Une toute nouvelle vigueur envahit ses muscles et son cœur. Sa main tire de son fourreau le pommeau en acier damasquiné d’argent. Son tranchant glisse maintenant sur tout le corps, caresse d’estoc et de taille, pour que la peau soit vierge de la forêt pileuse qui la souille. Acier glacé sur la joue et le crâne, tiède sur le torse, brûlant sur le sexe et les jambes.
Nu, la tête luisante sous la lumière des gloires, les pieds posés sur la pierre lisse de la sacristie, Edgard relâche la nuque, puis tourne la tête et la relève. Torse dégagé, il articule le silence, tirant la langue, laissant sa mâchoire grimacer jusqu’au décrochement. Il baille puis déglutit, écarte légèrement les jambes et lance vers le ciel un cri, hurlement et vibrations répercutée sur les murs.
Edgard n’est plus que le doigt du Seigneur, le roi des saigneurs. Un instrument de combat et de mort au service du grand Autre. Vigueur et joie, sentiment animal et irréfléchi. Le Maxilien revêt le haubergeon de sa caste. Il enfile sa cuirasse, fibracite ajustée aux muscles externes, à la concavité de l’interne, au galbe du couturier. Genouillère hérissée et grève épousant les jumeaux, le péronier latéral et le soléaire. Dehors, tout autour de la Tour Saint Jacques, les armées Terminom’s, Manüs et Cargos ont fait leur jonction. Les hommes tremblent déjà du désir de tuer. Les premières embarcations tanguent sous le poids désordonné de leur impatience.
À l’intérieur, là où les six derniers Gardiens ont rejoint leur chef, dans le silence de Notre Dame, les cliquetis des armures ricochent du chœur au narthex. Joueurs, ils se cognent aux voûtes, arcs et claveaux, agaçant le plomb des vitraux, ils traversent la nef et le transept pour finir leur course dans la bouche humide du silence.
Le Maxilien sans effort adapte l’épaulière, les canons d’arrière-bras, d’avant-bras, la cubitière au tranchant d’acier puis, respirant profondément, il pose la pansière, et la rattache à la mentonnière par l’électro-aimant de la cuirie.

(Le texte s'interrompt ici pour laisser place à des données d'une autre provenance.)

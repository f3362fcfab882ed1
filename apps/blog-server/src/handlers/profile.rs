//! Profile pages.

use actix_web::{HttpResponse, web};

use blogicum_core::domain::{ProfileChanges, User};
use blogicum_core::error::DomainError;
use blogicum_core::pagination::PROFILE_PAGE_SIZE;
use blogicum_core::visibility::PostFilter;
use blogicum_shared::dto::{AccountResponse, ProfileResponse};
use blogicum_shared::forms::ProfileForm;

use super::present::{Presenter, profile_summary};
use super::{FormBody, PROFILE_EDIT_URL, PageQuery, form_data, redirect};
use crate::middleware::auth::{Identity, OptionalIdentity};
use crate::middleware::error::{AppError, AppResult};
use crate::state::AppState;

fn account_response(user: User) -> AccountResponse {
    AccountResponse {
        id: user.id,
        username: user.username,
        first_name: user.first_name,
        last_name: user.last_name,
        email: user.email,
    }
}

async fn own_account(state: &AppState, identity: &Identity) -> AppResult<User> {
    let user = state
        .users
        .find_by_id(identity.user_id)
        .await?
        .ok_or_else(|| DomainError::not_found("User", &identity.username))?;
    Ok(user)
}

/// GET /profile/{username}
///
/// The owner sees every post; other viewers see the published ones,
/// scheduled posts included.
pub async fn profile(
    state: web::Data<AppState>,
    identity: OptionalIdentity,
    path: web::Path<String>,
    query: web::Query<PageQuery>,
) -> AppResult<HttpResponse> {
    let username = path.into_inner();
    let owner = state
        .users
        .find_by_username(&username)
        .await?
        .ok_or_else(|| DomainError::not_found("User", &username))?;

    let page = state
        .posts
        .list(
            PostFilter::profile(owner.id, identity.viewer()),
            query.request(PROFILE_PAGE_SIZE)?,
        )
        .await?;
    let posts = Presenter::new(&state).posts(page).await?;

    Ok(HttpResponse::Ok().json(ProfileResponse {
        profile: profile_summary(&owner),
        posts,
    }))
}

/// GET /profile/edit
pub async fn edit_form(
    state: web::Data<AppState>,
    identity: Identity,
) -> AppResult<HttpResponse> {
    let user = own_account(&state, &identity).await?;
    Ok(HttpResponse::Ok().json(account_response(user)))
}

/// POST /profile/edit
pub async fn update(
    state: web::Data<AppState>,
    identity: Identity,
    body: FormBody<ProfileForm>,
) -> AppResult<HttpResponse> {
    let form = form_data(body)?;
    let errors = form.validate();
    if !errors.is_empty() {
        return Err(AppError::Validation(errors));
    }

    let mut user = own_account(&state, &identity).await?;
    user.apply_profile(ProfileChanges {
        username: form.username,
        first_name: form.first_name,
        last_name: form.last_name,
        email: form.email,
    });
    state.users.save(user).await?;

    tracing::info!(user_id = identity.user_id, "Profile updated");
    Ok(redirect(PROFILE_EDIT_URL))
}
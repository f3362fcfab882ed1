//! User entity for SeaORM.

use sea_orm::Set;
use sea_orm::entity::prelude::*;

use super::id_value;

#[derive(Clone, Debug, PartialEq, Eq, DeriveEntityModel)]
#[sea_orm(table_name = "users")]
pub struct Model {
    #[sea_orm(primary_key)]
    pub id: i64,
    #[sea_orm(unique)]
    pub username: String,
    pub first_name: String,
    pub last_name: String,
    pub email: String,
    pub password_hash: String,
    pub created_at: DateTimeWithTimeZone,
}

#[derive(Copy, Clone, Debug, EnumIter, DeriveRelation)]
pub enum Relation {
    #[sea_orm(has_many = "super::post::Entity")]
    Posts,
    #[sea_orm(has_many = "super::comment::Entity")]
    Comments,
}

impl Related<super::post::Entity> for Entity {
    fn to() -> RelationDef {
        Relation::Posts.def()
    }
}

impl Related<super::comment::Entity> for Entity {
    fn to() -> RelationDef {
        Relation::Comments.def()
    }
}

impl ActiveModelBehavior for ActiveModel {}

/// Conversion from SeaORM Model to Domain User.
impl From<Model> for blogicum_core::domain::User {
    fn from(model: Model) -> Self {
        Self {
            id: model.id,
            username: model.username,
            first_name: model.first_name,
            last_name: model.last_name,
            email: model.email,
            password_hash: model.password_hash,
            created_at: model.created_at.into(),
        }
    }
}

/// Conversion from Domain User to SeaORM ActiveModel.
impl From<blogicum_core::domain::User> for ActiveModel {
    fn from(user: blogicum_core::domain::User) -> Self {
        Self {
            id: id_value(user.id),
            username: Set(user.username),
            first_name: Set(user.first_name),
            last_name: Set(user.last_name),
            email: Set(user.email),
            password_hash: Set(user.password_hash),
            created_at: Set(user.created_at.into()),
        }
    }
}
use std::marker::PhantomData;

use async_trait::async_trait;
use sea_orm::{
    ActiveModelTrait, DbConn, DbErr, EntityTrait, IntoActiveModel, PrimaryKeyTrait, SqlErr,
    TryIntoModel,
};

use blogicum_core::error::RepoError;
use blogicum_core::ports::BaseRepository;

/// Generic PostgreSQL repository implementation.
pub struct PostgresBaseRepository<E>
where
    E: EntityTrait,
{
    pub(crate) db: DbConn,
    _entity: PhantomData<E>,
}

impl<E> PostgresBaseRepository<E>
where
    E: EntityTrait,
{
    pub fn new(db: DbConn) -> Self {
        Self {
            db,
            _entity: PhantomData,
        }
    }
}

/// Map a database error onto the repository error taxonomy.
pub(crate) fn repo_err(err: DbErr) -> RepoError {
    match err.sql_err() {
        Some(SqlErr::UniqueConstraintViolation(msg)) => RepoError::Constraint(msg),
        Some(SqlErr::ForeignKeyConstraintViolation(msg)) => RepoError::Constraint(msg),
        _ => match err {
            DbErr::RecordNotFound(_) | DbErr::RecordNotUpdated => RepoError::NotFound,
            DbErr::Conn(e) => RepoError::Connection(e.to_string()),
            other => RepoError::Query(other.to_string()),
        },
    }
}

#[async_trait]
impl<E, T, ID> BaseRepository<T, ID> for PostgresBaseRepository<E>
where
    E: EntityTrait,
    E::Model: IntoActiveModel<E::ActiveModel> + Sync + Send,
    E::ActiveModel: ActiveModelTrait<Entity = E> + TryIntoModel<E::Model> + Send + Sync,
    E::PrimaryKey: PrimaryKeyTrait<ValueType = ID>,
    ID: Send + Sync + Into<sea_orm::Value> + Clone + Copy + 'static,
    T: From<E::Model> + Into<E::ActiveModel> + Send + Sync + 'static,
{
    async fn find_by_id(&self, id: ID) -> Result<Option<T>, RepoError> {
        let result = E::find_by_id(id).one(&self.db).await.map_err(repo_err)?;

        Ok(result.map(Into::into))
    }

    async fn save(&self, entity: T) -> Result<T, RepoError> {
        // An unset primary key inserts, a set one updates.
        let active_model: E::ActiveModel = entity.into();
        let saved = active_model.save(&self.db).await.map_err(repo_err)?;

        let model = saved
            .try_into_model()
            .map_err(|e| RepoError::Query(e.to_string()))?;
        Ok(model.into())
    }

    async fn delete(&self, id: ID) -> Result<(), RepoError> {
        let result = E::delete_by_id(id)
            .exec(&self.db)
            .await
            .map_err(repo_err)?;

        if result.rows_affected == 0 {
            return Err(RepoError::NotFound);
        }

        Ok(())
    }
}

Dans ses yeux, le sang coule déjà alors que défilent, une à une dans sa tête, les figures imposées de la mort. Ultime répétition mentale, le Maxilien programme son corps et son esprit à la destruction.
Être soi, au-delà de soi. Au-dessus d’Edgard, qui se prépare au combat, les avant-bras posés sur la rambarde de la galerie supérieure, je me sens envahi par le monde, cloué d’étoiles, inondé de ciel. Avec le sentiment enivrant que mon esprit enveloppe désormais mon corps. J’ai la vision fugace d’un large blouson d’aviateur entourant tendrement la silhouette frêle de Marilyn dans un vieux film des années cinquante. Comment s’appelait-il déjà ?
Trois jours ont passé depuis les adieux au vieux Moordöst et j’ai du mal à chasser de mon esprit Sïmbra l’immortelle, brûlée sur le bûcher minuscule d’un cendrier de porcelaine. Je m’apprête à vivre l’inexorable confirmation d’une prophétie dont je ne redoute plus l’issue. J’ai l’impression de connaître mon destin ou, tout au moins, de l’approuver. Calme, bien que troublante, la sensation s’est amplifiée à chaque révélation jusqu’à ce que je me rende compte que tout ce que j’apprenais, je le savais déjà. Phénomène de “déjà-vu” ou connaissance innée qui ne pourrait s’expliquer que par une sorte de réincarnation, d’un autre moi-même mort dans le futur.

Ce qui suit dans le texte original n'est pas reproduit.